Extract every line from the records below that contains the word "PoolConfig".

^^^^

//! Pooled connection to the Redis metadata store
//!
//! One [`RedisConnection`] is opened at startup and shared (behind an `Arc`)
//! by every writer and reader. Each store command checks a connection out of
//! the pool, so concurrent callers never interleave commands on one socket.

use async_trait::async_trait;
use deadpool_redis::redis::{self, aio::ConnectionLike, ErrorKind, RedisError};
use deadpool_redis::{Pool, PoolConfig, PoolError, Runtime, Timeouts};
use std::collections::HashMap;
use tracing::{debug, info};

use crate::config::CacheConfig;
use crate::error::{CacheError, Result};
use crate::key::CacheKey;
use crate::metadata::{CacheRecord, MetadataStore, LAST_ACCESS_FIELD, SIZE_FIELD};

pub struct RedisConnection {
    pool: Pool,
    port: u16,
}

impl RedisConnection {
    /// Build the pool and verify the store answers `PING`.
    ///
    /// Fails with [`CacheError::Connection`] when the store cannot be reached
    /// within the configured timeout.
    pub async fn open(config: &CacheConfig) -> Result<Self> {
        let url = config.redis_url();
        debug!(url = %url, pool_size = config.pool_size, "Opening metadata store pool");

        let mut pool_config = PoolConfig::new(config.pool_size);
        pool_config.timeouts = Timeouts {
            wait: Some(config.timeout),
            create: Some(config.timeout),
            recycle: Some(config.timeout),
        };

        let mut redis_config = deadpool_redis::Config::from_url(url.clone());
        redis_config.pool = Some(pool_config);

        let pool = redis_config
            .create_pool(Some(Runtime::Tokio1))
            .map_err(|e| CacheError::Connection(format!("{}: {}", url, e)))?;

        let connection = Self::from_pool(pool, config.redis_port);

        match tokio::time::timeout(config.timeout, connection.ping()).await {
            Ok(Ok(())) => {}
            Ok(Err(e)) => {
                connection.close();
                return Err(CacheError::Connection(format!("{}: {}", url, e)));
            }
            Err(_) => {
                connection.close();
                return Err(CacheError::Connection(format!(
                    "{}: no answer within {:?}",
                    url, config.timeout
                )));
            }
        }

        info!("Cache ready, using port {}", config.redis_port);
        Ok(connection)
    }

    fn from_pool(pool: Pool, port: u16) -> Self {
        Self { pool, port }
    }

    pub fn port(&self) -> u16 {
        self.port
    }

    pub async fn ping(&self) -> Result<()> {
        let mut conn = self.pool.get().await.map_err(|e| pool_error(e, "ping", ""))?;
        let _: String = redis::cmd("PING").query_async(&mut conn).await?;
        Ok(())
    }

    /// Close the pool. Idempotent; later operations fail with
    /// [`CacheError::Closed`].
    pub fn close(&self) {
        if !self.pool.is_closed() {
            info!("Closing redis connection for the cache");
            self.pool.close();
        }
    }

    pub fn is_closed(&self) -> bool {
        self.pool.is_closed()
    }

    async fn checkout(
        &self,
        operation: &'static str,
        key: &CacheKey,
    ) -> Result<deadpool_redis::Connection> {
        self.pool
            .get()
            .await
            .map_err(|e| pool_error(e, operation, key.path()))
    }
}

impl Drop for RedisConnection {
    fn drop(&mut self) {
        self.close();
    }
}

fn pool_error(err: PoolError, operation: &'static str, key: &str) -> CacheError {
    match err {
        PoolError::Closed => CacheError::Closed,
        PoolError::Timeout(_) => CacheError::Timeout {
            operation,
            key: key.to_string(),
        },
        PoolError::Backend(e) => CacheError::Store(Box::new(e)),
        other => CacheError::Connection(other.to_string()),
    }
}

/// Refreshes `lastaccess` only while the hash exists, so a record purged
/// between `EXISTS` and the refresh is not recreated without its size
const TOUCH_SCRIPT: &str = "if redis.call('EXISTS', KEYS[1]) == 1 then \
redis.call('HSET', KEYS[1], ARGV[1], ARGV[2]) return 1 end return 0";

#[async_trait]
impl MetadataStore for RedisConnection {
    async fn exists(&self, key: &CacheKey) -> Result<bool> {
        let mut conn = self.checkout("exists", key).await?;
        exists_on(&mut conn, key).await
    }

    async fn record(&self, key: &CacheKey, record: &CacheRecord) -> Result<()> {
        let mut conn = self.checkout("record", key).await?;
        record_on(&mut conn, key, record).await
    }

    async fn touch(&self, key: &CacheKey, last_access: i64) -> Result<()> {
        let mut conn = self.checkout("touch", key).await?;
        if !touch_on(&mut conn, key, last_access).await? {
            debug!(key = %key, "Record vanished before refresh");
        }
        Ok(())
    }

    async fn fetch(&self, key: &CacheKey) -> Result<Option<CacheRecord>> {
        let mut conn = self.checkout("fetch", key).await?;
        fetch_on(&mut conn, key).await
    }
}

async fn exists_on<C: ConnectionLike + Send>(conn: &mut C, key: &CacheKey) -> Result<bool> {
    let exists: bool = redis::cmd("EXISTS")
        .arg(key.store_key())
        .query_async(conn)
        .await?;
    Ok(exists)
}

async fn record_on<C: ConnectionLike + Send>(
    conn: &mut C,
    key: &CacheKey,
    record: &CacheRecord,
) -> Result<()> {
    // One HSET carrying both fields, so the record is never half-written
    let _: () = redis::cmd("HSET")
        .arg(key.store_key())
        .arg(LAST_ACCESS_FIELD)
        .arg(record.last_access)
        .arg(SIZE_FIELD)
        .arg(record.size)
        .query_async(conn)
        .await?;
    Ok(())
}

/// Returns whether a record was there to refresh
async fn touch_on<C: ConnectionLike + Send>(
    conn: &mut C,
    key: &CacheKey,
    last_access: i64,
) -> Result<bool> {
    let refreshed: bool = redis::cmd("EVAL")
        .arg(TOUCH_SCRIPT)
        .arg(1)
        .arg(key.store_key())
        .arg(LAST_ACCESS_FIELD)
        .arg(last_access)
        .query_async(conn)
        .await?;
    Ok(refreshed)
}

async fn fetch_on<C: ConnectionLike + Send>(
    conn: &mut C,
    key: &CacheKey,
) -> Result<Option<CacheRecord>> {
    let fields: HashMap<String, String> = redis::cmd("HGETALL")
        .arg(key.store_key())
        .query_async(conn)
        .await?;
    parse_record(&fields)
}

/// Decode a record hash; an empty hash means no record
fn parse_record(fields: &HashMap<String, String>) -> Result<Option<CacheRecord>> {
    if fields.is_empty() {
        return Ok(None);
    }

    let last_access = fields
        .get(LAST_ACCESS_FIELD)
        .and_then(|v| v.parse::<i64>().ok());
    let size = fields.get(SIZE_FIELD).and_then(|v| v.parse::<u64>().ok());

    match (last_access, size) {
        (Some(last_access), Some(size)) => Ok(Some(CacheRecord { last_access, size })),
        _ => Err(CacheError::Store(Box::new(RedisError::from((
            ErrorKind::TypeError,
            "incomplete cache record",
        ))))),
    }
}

^^^^

» **Exercise response**:
use deadpool_redis::{Pool, PoolConfig, PoolError, Runtime, Timeouts};
        let mut pool_config = PoolConfig::new(config.pool_size);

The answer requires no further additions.